La solidarietà femminile sulla tragedia di Roma

Se intorno all'allattamento al seno si è consolidata un'aura di "sacralità" difficile da scalfire, si è invece andata degradando, nel corso dei decenni, la rete sociale che invece in passato supportava le donne durante e soprattutto dopo la gravidanza. Che fosse una balia, una vicina, la nonna o una tata, prima ad affiancare le neomamme c'erano varie figure pronte a sostenerle nella vita quotidiana, fino a sostituirsi temporaneamente al momento del bisogno della madre. "Al Pertini l’hanno abbandonata, la mia compagna non si reggeva in piedi dopo 17 ore di travaglio", ha raccontato il compagno, accusando lo staff dell'ospedale di non aver ascoltato le sue richieste. "Aveva chiesto di portare il bimbo al nido per poter riposare qualche ora, ma le hanno detto di no. [...] E lei, anche se ha 29 anni, era stanchissima, il piccolo era irrequieto, non l’hai mai fatta dormire. Così ha passato le nottate senza chiudere occhio".

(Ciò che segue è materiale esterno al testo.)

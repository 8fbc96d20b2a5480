//! Cooperative cancellation.
//!
//! A run shares one [`CancellationToken`]. It is set once (typically from an
//! interrupt) and never reset; each batch attempt derives a child token so a
//! batch timeout can stop its own workers without touching the parent.
//! Workers only look at the token at checkpoints: before a fetch or assembly
//! attempt, during backoff sleeps, and at every batch state transition.

pub use tokio_util::sync::CancellationToken;

use tokio::task::JoinHandle;
use tracing::{info, warn};

/// Cancel `token` when the process receives Ctrl-C (SIGINT).
///
/// The listener ends on its own once the token is cancelled by anyone else,
/// so dropping or awaiting the handle is optional.
pub fn cancel_on_ctrl_c(token: CancellationToken) -> JoinHandle<()> {
    tokio::spawn(async move {
        tokio::select! {
            res = tokio::signal::ctrl_c() => match res {
                Ok(()) => {
                    info!("Interrupt received, stopping after in-flight attempts");
                    token.cancel();
                }
                Err(e) => warn!("Could not listen for Ctrl-C: {}", e),
            },
            _ = token.cancelled() => {}
        }
    })
}
//! Where image bytes and image lists come from.
//!
//! The pipeline never talks to an API directly. It asks a [`ContentSource`]
//! for bytes and, optionally, a [`ChapterLocator`] for the list of page URLs.
//! Both are traits so tests and embedding applications can plug in their own
//! transport (authenticated clients, caches, fixtures).
//!
//! [`HttpContentSource`] is the plain reqwest-backed source.

use crate::error::SourceError;
use crate::model::ImageBytes;
use async_trait::async_trait;
use serde::{Deserialize, Serialize};
use std::time::Duration;
use tracing::debug;

/// Fetches the raw bytes behind an image URL.
#[async_trait]
pub trait ContentSource: Send + Sync {
    async fn get_image_bytes(&self, url: &str) -> Result<ImageBytes, SourceError>;
}

/// Image variant requested from the server.
#[derive(Debug, Clone, Copy, PartialEq, Eq, Default, Serialize, Deserialize)]
pub enum ImageQuality {
    /// Original uploads. (default)
    #[default]
    Data,
    /// Recompressed, smaller images.
    DataSaver,
}

impl ImageQuality {
    /// Path segment used by image servers for this variant.
    pub fn as_path(self) -> &'static str {
        match self {
            ImageQuality::Data => "data",
            ImageQuality::DataSaver => "data-saver",
        }
    }
}

impl std::str::FromStr for ImageQuality {
    type Err = String;

    fn from_str(s: &str) -> Result<Self, Self::Err> {
        match s.trim().to_ascii_lowercase().as_str() {
            "data" => Ok(ImageQuality::Data),
            "data-saver" | "datasaver" | "data_saver" => Ok(ImageQuality::DataSaver),
            other => Err(format!("unknown image quality '{other}'")),
        }
    }
}

/// Resolves a chapter id to its ordered page URLs.
#[async_trait]
pub trait ChapterLocator: Send + Sync {
    async fn get_image_urls(
        &self,
        chapter_id: &str,
        quality: ImageQuality,
    ) -> Result<Vec<String>, SourceError>;
}

/// Plain HTTP(S) source backed by a shared [`reqwest::Client`].
///
/// The client carries no timeout of its own: the fetch stage bounds every
/// attempt, so a second, competing timeout would only blur the error kind.
#[derive(Debug, Clone)]
pub struct HttpContentSource {
    client: reqwest::Client,
}

impl HttpContentSource {
    /// Build a source with a connect timeout and a descriptive user agent.
    pub fn new() -> Result<Self, SourceError> {
        let client = reqwest::Client::builder()
            .connect_timeout(Duration::from_secs(10))
            .user_agent(concat!(env!("CARGO_PKG_NAME"), "/", env!("CARGO_PKG_VERSION")))
            .build()
            .map_err(|e| SourceError::Network(e.to_string()))?;
        Ok(Self { client })
    }

    /// Wrap an existing client (auth headers, proxies, …).
    pub fn with_client(client: reqwest::Client) -> Self {
        Self { client }
    }
}

#[async_trait]
impl ContentSource for HttpContentSource {
    async fn get_image_bytes(&self, url: &str) -> Result<ImageBytes, SourceError> {
        let response = self.client.get(url).send().await.map_err(classify)?;

        let status = response.status();
        if !status.is_success() {
            return Err(match status.as_u16() {
                401 | 403 => SourceError::Unauthorized {
                    status: status.as_u16(),
                },
                429 => SourceError::RateLimited {
                    retry_after_secs: response
                        .headers()
                        .get(reqwest::header::RETRY_AFTER)
                        .and_then(|v| v.to_str().ok())
                        .and_then(parse_retry_after),
                },
                code => SourceError::Status { status: code },
            });
        }

        let declared_len = response.content_length();
        let bytes = response.bytes().await.map_err(classify)?;
        debug!("GET {} → {} bytes", url, bytes.len());

        Ok(ImageBytes {
            data: bytes.to_vec(),
            declared_len,
        })
    }
}

fn classify(e: reqwest::Error) -> SourceError {
    if e.is_timeout() {
        SourceError::Timeout
    } else {
        SourceError::Network(e.to_string())
    }
}

/// `Retry-After` in its delta-seconds form. HTTP dates are ignored.
pub fn parse_retry_after(value: &str) -> Option<u64> {
    value.trim().parse::<u64>().ok()
}
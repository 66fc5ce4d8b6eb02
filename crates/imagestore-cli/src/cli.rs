//! CLI for the imagestore boot image cache.

mod commands;

use anyhow::Result;
use clap::{Parser, Subcommand};
use imagestore_core::config;
use imagestore_core::store::Store;
use std::path::PathBuf;

use commands::{run_path, run_populate, run_status, run_versions};

/// Top-level CLI for the image store.
#[derive(Debug, Parser)]
#[command(name = "imagestore")]
#[command(about = "Local cache of versioned boot images", long_about = None)]
pub struct Cli {
    /// Override the data directory (takes precedence over DATA_DIR and config.toml).
    #[arg(long, global = true, value_name = "DIR")]
    pub data_dir: Option<PathBuf>,

    #[command(subcommand)]
    pub command: CliCommand,
}

#[derive(Debug, Subcommand)]
pub enum CliCommand {
    /// Download every catalog version that is not yet on disk.
    Populate {
        /// Print the outcome of every version, not only the first failure.
        #[arg(long)]
        report: bool,
    },

    /// Show each version, its local path and whether it is present.
    Status,

    /// Print the local image path for a version.
    Path {
        /// Version identifier (e.g. 4.8).
        version: String,
    },

    /// List catalog versions and their asset URLs.
    Versions,
}

impl CliCommand {
    pub async fn run_from_args() -> Result<()> {
        let cli = Cli::parse();
        let mut cfg = config::load_or_init()?;
        if let Some(dir) = cli.data_dir {
            cfg.data_dir = dir;
        }
        tracing::debug!("loaded config: {:?}", cfg);
        let store = Store::from_config(&cfg)?;

        match cli.command {
            CliCommand::Populate { report } => run_populate(&store, report).await?,
            CliCommand::Status => run_status(&store)?,
            CliCommand::Path { version } => run_path(&store, &version)?,
            CliCommand::Versions => run_versions(&store),
        }

        Ok(())
    }
}

#[cfg(test)]
mod tests;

Tante donne testimoniano la loro esperienza in ospedale dopo il parto: lasciate sole, stremate, senza support

Le sue parole ricalcano quelle sensazioni che, in questi ultimi giorni, centinaia di donne, di mamme, raccontano di aver provato durante le loro esperienze di parto, difendendo anch'esse la ragazza. La denuncia, comune, è quella di essere state lasciate sole, senza "manuale di istruzione" su come comportarsi, cosa fare con quel nuovo essere umano che era appena venuto al mondo. "A me a momenti mi prendevano per pazza quando dicevo che ero stanca" ci scrive ad esempio un'utente in risposta al post sulla pagina Instagram di Luce!. Durante i primi giorni la donna, che aveva appena partorito una bimba, dice che "per paura di schiacciarla o soffocarla" durante l'allattamento "sono rimasta sveglia seduta tutto il tempo, tre giorni, senza dormire". "Povera mamma, io dovrò partorire tra qualche mese e ho una paura fottuta di rimanere sola con mia figlia, specie se avrò affrontato un lungo travaglio e sarò stremata - scrive un'altra -. Capisco le misure anticovid e tutto, ma i padri dovrebbero poter rimanere in ospedale con le compagne e i figli. Nessuno, a volte nemmeno il personale, capisce e recepisce la stanchezza di una partoriente. Per accudire un figlio appena nato servono riposo e forze". Ancora: "Dal Covid siamo tutte lasciate sole dopo il parto ad accudire il bambino h24. Io l'ho fatto dopo il cesareo e con il catetere. Ma ho avuto la fortuna di avere ostetriche d'oro. Non è scontato oggi". E infine: "Si è passato da un estremo: custodire il bambino al nido e darlo alle mamme solo poche ore, a un altro: affidarlo totalmente alle mamme 24h su 24h".